- Problem:
Work through the records below and copy every line that includes "entries".

- Data for review:
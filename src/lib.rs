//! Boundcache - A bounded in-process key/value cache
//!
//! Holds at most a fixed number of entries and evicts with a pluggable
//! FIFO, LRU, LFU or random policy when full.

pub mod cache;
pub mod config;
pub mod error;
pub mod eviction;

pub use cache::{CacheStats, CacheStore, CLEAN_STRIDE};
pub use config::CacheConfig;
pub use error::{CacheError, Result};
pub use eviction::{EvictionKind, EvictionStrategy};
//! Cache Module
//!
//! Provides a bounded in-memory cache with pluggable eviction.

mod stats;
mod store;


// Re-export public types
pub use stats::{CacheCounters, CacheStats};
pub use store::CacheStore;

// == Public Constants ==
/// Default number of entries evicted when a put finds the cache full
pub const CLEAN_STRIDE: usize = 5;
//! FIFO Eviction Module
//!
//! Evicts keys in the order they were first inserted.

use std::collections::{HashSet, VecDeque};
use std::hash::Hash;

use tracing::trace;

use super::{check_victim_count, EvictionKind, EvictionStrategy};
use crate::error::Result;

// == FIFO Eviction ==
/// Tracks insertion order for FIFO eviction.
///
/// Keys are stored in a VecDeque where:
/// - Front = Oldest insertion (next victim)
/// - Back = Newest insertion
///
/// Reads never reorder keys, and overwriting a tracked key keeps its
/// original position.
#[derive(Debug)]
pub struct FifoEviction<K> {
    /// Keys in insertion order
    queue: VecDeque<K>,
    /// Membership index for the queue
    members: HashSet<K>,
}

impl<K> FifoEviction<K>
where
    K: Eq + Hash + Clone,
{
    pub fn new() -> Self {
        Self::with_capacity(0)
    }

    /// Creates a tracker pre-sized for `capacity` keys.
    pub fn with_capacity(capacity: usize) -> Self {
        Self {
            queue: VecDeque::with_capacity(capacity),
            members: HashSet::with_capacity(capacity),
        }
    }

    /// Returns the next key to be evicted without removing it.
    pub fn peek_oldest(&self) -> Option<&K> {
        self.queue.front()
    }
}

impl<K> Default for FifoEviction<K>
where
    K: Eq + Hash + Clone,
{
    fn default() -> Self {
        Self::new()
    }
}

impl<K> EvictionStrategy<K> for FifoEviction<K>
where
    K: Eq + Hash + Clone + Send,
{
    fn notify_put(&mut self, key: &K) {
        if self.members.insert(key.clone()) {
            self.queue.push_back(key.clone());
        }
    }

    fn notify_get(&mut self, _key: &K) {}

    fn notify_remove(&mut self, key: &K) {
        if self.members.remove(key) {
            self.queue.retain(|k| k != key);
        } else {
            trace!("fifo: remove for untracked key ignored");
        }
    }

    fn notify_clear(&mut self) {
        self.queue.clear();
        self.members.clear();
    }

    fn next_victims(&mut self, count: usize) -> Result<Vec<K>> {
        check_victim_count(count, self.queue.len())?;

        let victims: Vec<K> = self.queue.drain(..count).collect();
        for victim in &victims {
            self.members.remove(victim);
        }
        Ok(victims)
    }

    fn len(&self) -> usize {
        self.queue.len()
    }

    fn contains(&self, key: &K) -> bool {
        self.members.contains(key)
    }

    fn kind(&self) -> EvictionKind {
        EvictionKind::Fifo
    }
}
...
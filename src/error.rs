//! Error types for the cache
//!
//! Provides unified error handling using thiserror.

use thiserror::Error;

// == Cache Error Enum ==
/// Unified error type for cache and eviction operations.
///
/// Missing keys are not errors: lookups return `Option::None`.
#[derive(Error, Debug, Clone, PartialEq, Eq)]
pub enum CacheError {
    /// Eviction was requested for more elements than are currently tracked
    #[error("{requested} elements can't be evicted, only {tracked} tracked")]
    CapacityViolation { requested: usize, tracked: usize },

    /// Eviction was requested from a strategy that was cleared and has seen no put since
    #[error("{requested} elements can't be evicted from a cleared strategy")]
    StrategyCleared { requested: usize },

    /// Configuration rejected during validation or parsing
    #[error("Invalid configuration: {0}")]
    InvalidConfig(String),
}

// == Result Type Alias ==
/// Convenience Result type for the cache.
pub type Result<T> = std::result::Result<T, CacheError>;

- Written answer:
//! Holds at most a fixed number of entries and evicts with a pluggable
/// Default number of entries evicted when a put finds the cache full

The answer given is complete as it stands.